Zyani Adil, Mzaalak Tazi Oualid, Alkouh Rajae, Es-Saad Ounci, Labib Smael
Anesthesia and Critical Care, Mohammed VI University Hospital, Tangier, MAR.
Faculty of Medicine and Pharmacy of Tangier, Abdelmalek Essaâdi University, Tangier, MAR.
Cureus. 2024 Nov 29;16(11):e74802. doi: 10.7759/cureus.74802. eCollection 2024 Nov.

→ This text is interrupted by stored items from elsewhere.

//! Conversion between provider-neutral types and wire formats

pub mod openai;
#![allow(clippy::must_use_candidate, clippy::missing_errors_doc)]

mod args;

use std::io::{self, Write};
use std::ops::ControlFlow;

use args::Args;
use clap::Parser;
use conduit_config::Config;
use conduit_llm::{
    ChatCompleteRequest, ChatCompleter, ChatModel, Client, FinishReason, LlmError, Message, MessagePart,
};
use secrecy::SecretString;
use tokio::time::Instant;
use tokio_util::sync::CancellationToken;

#[tokio::main]
async fn main() -> anyhow::Result<()> {
    let args = Args::parse();

    let mut config = match &args.config {
        Some(path) => Config::load(path)?,
        None => Config::default(),
    };

    let _telemetry_guard = conduit_telemetry::init(config.telemetry.as_ref(), &args.log_filter)?;

    if let Some(api_key) = args.api_key.clone() {
        config.openai.api_key = Some(SecretString::from(api_key));
    }

    let model: ChatModel = args.model.as_deref().unwrap_or(&config.openai.model).parse()?;
    let completer = Client::from_config(&config.openai)?.chat_completer(model);

    let mut request = ChatCompleteRequest::new(vec![Message::user_text(args.prompt())]);
    request.system = args.system.clone();
    request.temperature = args.temperature.or(config.openai.temperature);

    tracing::info!(model = %model, "starting completion");

    // Ctrl+C cancels the in-flight completion
    let cancel = CancellationToken::new();
    tokio::spawn({
        let cancel = cancel.clone();
        async move {
            shutdown_signal().await;
            cancel.cancel();
        }
    });

    let mut sequence = completer.chat_complete(&request, cancel)?;
    if let Some(timeout) = config.openai.timeout()? {
        sequence = sequence.with_deadline(Instant::now() + timeout);
    }

    let mut stdout = io::stdout().lock();
    let mut write_error = None;

    let result = sequence
        .consume(|part| match print_part(&mut stdout, &part) {
            Ok(()) => ControlFlow::Continue(()),
            Err(e) => {
                write_error = Some(e);
                ControlFlow::Break(())
            }
        })
        .await;

    writeln!(stdout)?;

    if let Some(e) = write_error {
        return Err(e.into());
    }

    match result {
        Ok(()) => {}
        Err(LlmError::Cancelled) => {
            tracing::info!("completion cancelled");
            return Ok(());
        }
        Err(e) => return Err(e.into()),
    }

    let metadata = sequence.metadata();
    tracing::info!(
        finish_reason = metadata.finish_reason.map(FinishReason::as_str),
        prompt_tokens = metadata.usage.prompt_tokens,
        completion_tokens = metadata.usage.completion_tokens,
        "completion finished"
    );

    Ok(())
}

/// Write one streamed part to the terminal
fn print_part(out: &mut impl Write, part: &MessagePart) -> io::Result<()> {
    match part {
        MessagePart::Text { text } => write!(out, "{text}")?,
        MessagePart::ToolCall(call) => writeln!(out, "\n[tool call {} ({})] {}", call.name, call.id, call.arguments)?,
        MessagePart::ToolResult(result) => writeln!(out, "\n[tool result {}] {}", result.id, result.content)?,
    }

    out.flush()
}

/// Wait for a shutdown signal (`SIGINT` or `SIGTERM`)
async fn shutdown_signal() {
    let ctrl_c = async {
        if let Err(e) = tokio::signal::ctrl_c().await {
            tracing::warn!(error = %e, "failed to install Ctrl+C handler");
            std::future::pending::<()>().await;
        }
    };

    #[cfg(unix)]
    let terminate = async {
        match tokio::signal::unix::signal(tokio::signal::unix::SignalKind::terminate()) {
            Ok(mut signal) => {
                signal.recv().await;
            }
            Err(e) => {
                tracing::warn!(error = %e, "failed to install SIGTERM handler");
                std::future::pending::<()>().await;
            }
        }
    };

    #[cfg(not(unix))]
    let terminate = std::future::pending::<()>();

    tokio::select! {
        () = ctrl_c => {}
        () = terminate => {}
    }

    tracing::info!("shutdown signal received");
}
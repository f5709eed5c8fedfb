use serde::Deserialize;

use super::exporters::ExporterConfig;

/// Tracing configuration
#[derive(Debug, Clone, Deserialize)]
#[serde(deny_unknown_fields)]
pub struct TracingConfig {
    /// Fraction of traces to sample (0.0 to 1.0)
    #[serde(default = "default_sampling_rate")]
    pub sampling_rate: f64,
    /// Follow the sampling decision of the parent span
    #[serde(default = "default_true")]
    pub parent_based: bool,
    /// Exporter overriding the default one for spans
    #[serde(default)]
    pub exporter: Option<ExporterConfig>,
}

#[allow(clippy::missing_const_for_fn)]
fn default_sampling_rate() -> f64 {
    1.0
}
#[allow(clippy::missing_const_for_fn)]
fn default_true() -> bool {
    true
}
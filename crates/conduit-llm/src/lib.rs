//! Streaming chat completion adapter for the `OpenAI` API
//!
//! Translates provider-neutral conversations (messages, tools, an optional
//! structured-output schema) into `OpenAI` chat completion requests and turns
//! the streamed response back into a lazy sequence of message parts.

#![allow(clippy::must_use_candidate, clippy::missing_errors_doc)]

pub mod convert;
pub mod error;
pub mod protocol;
pub mod provider;
pub mod schema;
pub mod stream;
pub mod types;

pub use error::LlmError;
pub use provider::ChatCompleter;
pub use provider::openai::{Client, ClientOptions, OpenAiChatCompleter};
pub use stream::{ChunkSource, ResponseSequence};
pub use types::{
    ChatCompleteRequest, ChatModel, FinishReason, Message, MessagePart, ResponseMetadata, Role, Schema, SchemaType,
    Tool, ToolCall, ToolResult, Usage,
};
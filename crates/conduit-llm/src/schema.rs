//! Schema normalization for strict structured output and tool calling
//!
//! The `OpenAI` API expects lower-case JSON-schema type names and, in strict
//! mode, an explicit `additionalProperties: false` on every object.

use std::collections::BTreeMap;

use anyhow::Context as _;
use serde_json::{Map, Value};

use crate::error::LlmError;
use crate::types::Schema;

/// Fallback name for structured-output schemas without a usable title
const DEFAULT_SCHEMA_NAME: &str = "response";

/// Longest schema name the API accepts
const MAX_SCHEMA_NAME_LEN: usize = 64;

/// Create a normalized deep copy of a schema
///
/// The type name of every node is lower-cased; all other fields are copied
/// verbatim. The input is left untouched and the output shares no nodes with it.
pub fn normalize(schema: &Schema) -> Schema {
    Schema {
        any_of: schema.any_of.iter().map(normalize).collect(),
        default: schema.default.clone(),
        description: schema.description.clone(),
        enum_values: schema.enum_values.clone(),
        example: schema.example.clone(),
        format: schema.format.clone(),
        items: schema.items.as_deref().map(|items| Box::new(normalize(items))),
        max_items: schema.max_items,
        maximum: schema.maximum,
        min_items: schema.min_items,
        minimum: schema.minimum,
        properties: normalize_properties(&schema.properties),
        property_ordering: schema.property_ordering.clone(),
        required: schema.required.clone(),
        title: schema.title.clone(),
        schema_type: schema.schema_type.to_lowercase(),
    }
}

/// Normalize every schema in a property map
pub fn normalize_properties(properties: &BTreeMap<String, Schema>) -> BTreeMap<String, Schema> {
    properties
        .iter()
        .map(|(name, schema)| (name.clone(), normalize(schema)))
        .collect()
}

/// Default `additionalProperties` to `false` on every object schema
///
/// Works on the serialized form so an explicit `additionalProperties` already
/// present in the document is kept as is. Recurses through `properties` of
/// object nodes and through `items` and `anyOf` of any node.
pub fn enforce_strict_objects(value: &mut Value) {
    let Value::Object(obj) = value else {
        return;
    };

    if obj.get("type").and_then(Value::as_str) == Some("object") {
        obj.entry("additionalProperties").or_insert(Value::Bool(false));

        if let Some(Value::Object(properties)) = obj.get_mut("properties") {
            properties.values_mut().for_each(enforce_strict_objects);
        }
    }

    if let Some(items) = obj.get_mut("items") {
        match items {
            Value::Array(entries) => entries.iter_mut().for_each(enforce_strict_objects),
            other => enforce_strict_objects(other),
        }
    }

    if let Some(Value::Array(any_of)) = obj.get_mut("anyOf") {
        any_of.iter_mut().for_each(enforce_strict_objects);
    }
}

/// Serialize a schema into a strict JSON-schema object
///
/// A schema that fails to serialize is a bug in whoever built it, reported
/// as [`LlmError::Internal`].
pub fn to_strict_json_object(schema: &Schema) -> Result<Map<String, Value>, LlmError> {
    let mut value = serde_json::to_value(schema).context("failed to serialize schema")?;
    enforce_strict_objects(&mut value);

    match value {
        Value::Object(obj) => Ok(obj),
        other => Err(LlmError::Internal(anyhow::anyhow!(
            "schema serialized to a non-object value: {other}"
        ))),
    }
}

/// Derive an API-safe name for a structured-output schema
///
/// Uses the schema title, keeping ASCII letters, digits, `_` and `-`, turning
/// spaces into `_` and dropping everything else. The result is capped at 64
/// characters and falls back to `"response"` when nothing usable remains.
pub fn response_schema_name(schema: &Schema) -> String {
    let title = if schema.title.is_empty() {
        DEFAULT_SCHEMA_NAME
    } else {
        schema.title.as_str()
    };

    let name: String = title
        .chars()
        .filter_map(|c| match c {
            'a'..='z' | 'A'..='Z' | '0'..='9' | '_' | '-' => Some(c),
            ' ' => Some('_'),
            _ => None,
        })
        .take(MAX_SCHEMA_NAME_LEN)
        .collect();

    if name.is_empty() {
        DEFAULT_SCHEMA_NAME.to_owned()
    } else {
        name
    }
}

Takotsubo cardiomyopathy (TTC), also known as stress-induced cardiomyopathy, is a rare condition in children that causes acute, severe, but often reversible systolic dysfunction of the left ventricle. Physical trauma is a recognized trigger, although distinguishing TTC from myocardial contusion in pediatric trauma cases can be challenging due to overlapping clinical features. We present the case of a six-year-old boy involved in a high-impact motor vehicle collision. The patient initially presented with multiple traumatic injuries, including fractures of the skull, ribs, and right upper extremity, as well as pulmonary contusions. After initial stabilization in the pediatric intensive care unit (PICU), he developed hemodynamic instability six hours postoperatively, with elevated troponin levels suggesting myocardial contusion. Echocardiography later revealed severe left ventricular dysfunction with apical akinesia and basal hyperkinesis, hallmark findings of TTC. Inotropic support was switched from dobutamine to milrinone to avoid exacerbating catecholamine-induced myocardial stress. Over seven days, the patient's left ventricular function normalized, with an ejection fraction of 55%, and he was discharged on day 15 in stable condition. This case highlights the importance of early recognition of TTC in pediatric trauma patients, where echocardiography and cautious use of inotropic agents can ensure optimal outcomes.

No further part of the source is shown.